In [1]:
import pandas as pd
import os
import urllib.request 
import shutil
import zipfile

In [2]:
base_folder = os.getcwd()

In [3]:
# Unzip file on a temporary folder
temporary_folder = os.path.join(os.getcwd(), 'tmp')
if os.path.exists(temporary_folder):
    shutil.rmtree(temporary_folder)
    
if not os.path.exists(temporary_folder):
    os.makedirs(temporary_folder)
    
local_file_name = local_file_name = os.path.join(base_folder, "training_dataset", "trainingandtestdata.zip")


with zipfile.ZipFile(local_file_name, 'r') as zip_ref:
    zip_ref.extractall(temporary_folder)

### Load Training Dataset

The following function loads the training file and split it into training and test datasets

It received the following args:

* **sample_size**: the amount of rows from the file that we want to load. The whole file has 1.6MM of rows and it is unpractical to work with this amount on a local machine. For the final training with the whole dataset, a Hadoop cliuster are advised. If the arg is not informed, the function will return all the lines into two lists of dicts: one for training and another for testing
* **test_size_frac**: the fraction of lines that will be reserved for testing the model

**Note**: we are converting the Pandas DataFrame to a list of dict because nltk package does not work with Pandas

In [4]:
def load_training_dataset(sample_size = None, test_size_frac = 0.5):
    training_dataset_path = os.path.join(
        temporary_folder, 
        "training.1600000.processed.noemoticon.csv")
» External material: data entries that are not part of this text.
use std::sync::Arc;

use tracing::warn;

use super::schema::SpatialColumnDescriptor;
use super::table::TableSchema;
use crate::error::{GpkgError, Result};
use crate::geometry::{
    Envelope, Geometry, GeometryHeader, GeometryInput, ResolvedInput, esri_json, gpb, wkb,
};
use crate::types::Value;

/// A single row of a spatial table: one geometry, an identity assigned by
/// storage and the attribute values.
///
/// Changes are staged on the row and written with
/// [`GpkgTable::save`](super::GpkgTable::save).
#[derive(Clone, Debug)]
pub struct SpatialRow {
    pub(super) schema: Arc<TableSchema>,
    pub(super) id: Option<i64>,
    pub(super) geometry: Option<Vec<u8>>,
    pub(super) geometry_dirty: bool,
    pub(super) values: Vec<Value>,
    pub(super) dirty: Vec<bool>,
}

impl SpatialRow {
    /// A row that has not been saved yet. Its geometry is the canonical empty
    /// value and every attribute is `NULL`.
    pub(super) fn new(schema: Arc<TableSchema>) -> Self {
        let geometry = gpb::empty_geometry(
            schema.descriptor.srs_id,
            schema.geometry_options.endianness,
        );
        let len = schema.columns.len();
        Self {
            schema,
            id: None,
            geometry: Some(geometry),
            geometry_dirty: true,
            values: vec![Value::Null; len],
            dirty: vec![false; len],
        }
    }

    pub(super) fn from_storage(
        schema: Arc<TableSchema>,
        id: i64,
        geometry: Option<Vec<u8>>,
        values: Vec<Value>,
    ) -> Self {
        let len = values.len();
        Self {
            schema,
            id: Some(id),
            geometry,
            geometry_dirty: false,
            values,
            dirty: vec![false; len],
        }
    }

    /// Wrap stored geometry bytes in a detached row without attributes.
    ///
    /// `GP` blobs are validated by parsing their header; `GB` blobs are kept
    /// as they are.
    pub fn from_storage_bytes(bytes: Vec<u8>, descriptor: &SpatialColumnDescriptor) -> Result<Self> {
        if !bytes.starts_with(&gpb::LEGACY_MAGIC) {
            GeometryHeader::parse(&bytes)?;
        }
        let schema = TableSchema::detached(descriptor.clone());
        Ok(Self {
            schema: Arc::new(schema),
            id: None,
            geometry: Some(bytes),
            geometry_dirty: false,
            values: Vec::new(),
            dirty: Vec::new(),
        })
    }

    /// Storage-assigned identity; `None` until the row is saved.
    pub fn id(&self) -> Option<i64> {
        self.id
    }

    pub fn table_name(&self) -> &str {
        &self.schema.descriptor.table_name
    }

    pub fn descriptor(&self) -> &SpatialColumnDescriptor {
        &self.schema.descriptor
    }

    /// Whether the row has changes that have not been saved.
    pub fn is_dirty(&self) -> bool {
        self.id.is_none() || self.geometry_dirty || self.dirty.iter().any(|d| *d)
    }

    /// Replace the geometry. `None` stores the canonical empty geometry.
    ///
    /// Single geometries are promoted when the column holds the matching
    /// multi type. Bytes that already carry a GeoPackage header are stored
    /// unchanged.
    pub fn set_geometry(&mut self, geometry: Option<GeometryInput>) -> Result<()> {
        let descriptor = &self.schema.descriptor;
        let options = &self.schema.geometry_options;

        let bytes = match geometry {
            None => gpb::empty_geometry(descriptor.srs_id, options.endianness),
            Some(input) => match input.resolve()? {
                ResolvedInput::Encoded(bytes) => bytes,
                ResolvedInput::Wkb(geometry, payload) => {
                    geometry.validate()?;
                    let checked = check_geometry(descriptor, geometry)?;
                    if checked.promoted {
                        gpb::encode(&checked.geometry, descriptor.srs_id, options)?
                    } else {
                        gpb::wrap_wkb(&checked.geometry, &payload, descriptor.srs_id, options)
                    }
                }
                ResolvedInput::Geometry(geometry) => {
                    let checked = check_geometry(descriptor, geometry)?;
                    gpb::encode(&checked.geometry, descriptor.srs_id, options)?
                }
            },
        };

        self.geometry = Some(bytes);
        self.geometry_dirty = true;
        Ok(())
    }

    /// Set an attribute by column name (case-insensitive).
    ///
    /// The geometry column accepts `Null`, which stores the empty geometry,
    /// and `Blob` values holding WKB or GeoPackage binary.
    pub fn set_property(&mut self, name: &str, value: impl Into<Value>) -> Result<()> {
        let value = value.into();
        if name.eq_ignore_ascii_case(&self.schema.id_column) {
            return Err(GpkgError::ImmutableColumn {
                column: self.schema.id_column.clone(),
            });
        }
        if name.eq_ignore_ascii_case(&self.schema.descriptor.column_name) {
            return match value {
                Value::Null => self.set_geometry(None),
                Value::Blob(bytes) => self.set_geometry(Some(GeometryInput::from_bytes(bytes))),
                other => Err(GpkgError::ValueTypeMismatch {
                    expected: "blob",
                    actual: other.type_name(),
                }),
            };
        }

        let idx = self
            .schema
            .column_index(name)
            .ok_or_else(|| GpkgError::MissingProperty {
                property: name.to_string(),
            })?;
        self.values[idx] = value;
        self.dirty[idx] = true;
        Ok(())
    }

    /// Read a value by column name (case-insensitive). The identity and the
    /// geometry column can be read too.
    pub fn property(&self, name: &str) -> Option<Value> {
        if name.eq_ignore_ascii_case(&self.schema.id_column) {
            return Some(self.id.map_or(Value::Null, Value::Integer));
        }
        if name.eq_ignore_ascii_case(&self.schema.descriptor.column_name) {
            return Some(self.geometry.clone().map_or(Value::Null, Value::Blob));
        }
        let idx = self.schema.column_index(name)?;
        self.values.get(idx).cloned()
    }

    /// The geometry bytes as they are stored; `None` for a `NULL` column.
    pub fn to_storage_bytes(&self) -> Option<&[u8]> {
        self.geometry.as_deref()
    }

    fn stored(&self) -> Result<&[u8]> {
        self.geometry.as_deref().ok_or(GpkgError::NullGeometryValue)
    }

    /// Decode the stored geometry.
    pub fn geometry(&self) -> Result<Geometry> {
        let bytes = self.stored()?;
        if bytes.starts_with(&gpb::LEGACY_MAGIC) {
            return wkb::decode(gpb::strip_header(bytes)?);
        }
        Ok(gpb::decode(bytes)?.1)
    }

    pub fn header(&self) -> Result<GeometryHeader> {
        Ok(GeometryHeader::parse(self.stored()?)?.0)
    }

    pub fn envelope(&self) -> Result<Option<Envelope>> {
        gpb::envelope_of(self.stored()?)
    }

    /// Zero-copy view of the WKB payload.
    pub fn wkb(&self) -> Result<::wkb::reader::Wkb<'_>> {
        let payload = gpb::strip_header(self.stored()?)?;
        Ok(::wkb::reader::Wkb::try_new(payload)?)
    }

    pub fn to_esri_json(&self) -> Result<serde_json::Value> {
        let geometry = self.geometry()?;
        Ok(esri_json::to_value(
            &geometry,
            Some(self.schema.descriptor.srs_id),
        ))
    }

    #[cfg(feature = "interop")]
    pub fn to_wkt(&self) -> Result<String> {
        crate::geometry::interop::to_wkt(&self.geometry()?)
    }

    #[cfg(feature = "interop")]
    pub fn to_geojson(&self) -> Result<serde_json::Value> {
        crate::geometry::interop::to_geojson(&self.geometry()?)
    }

    pub(super) fn mark_saved(&mut self, id: Option<i64>) {
        if id.is_some() {
            self.id = id;
        }
        self.geometry_dirty = false;
        self.dirty.iter_mut().for_each(|d| *d = false);
    }
}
    training_dataset = pd.read_csv(
        training_dataset_path, 
        encoding="latin-1", 
        warn_bad_lines=True,
        error_bad_lines=False,
        header=None, 
        names=["polarity", "tweet_id", "date", "query", "user", "tweet"])
    if sample_size != None:
        training_dataset = training_dataset.sample(sample_size)

    #training_dataset = training_dataset[["tweet_id", "polarity", "tweet"]]
    
    testing_dataset = training_dataset.sample(frac = test_size_frac)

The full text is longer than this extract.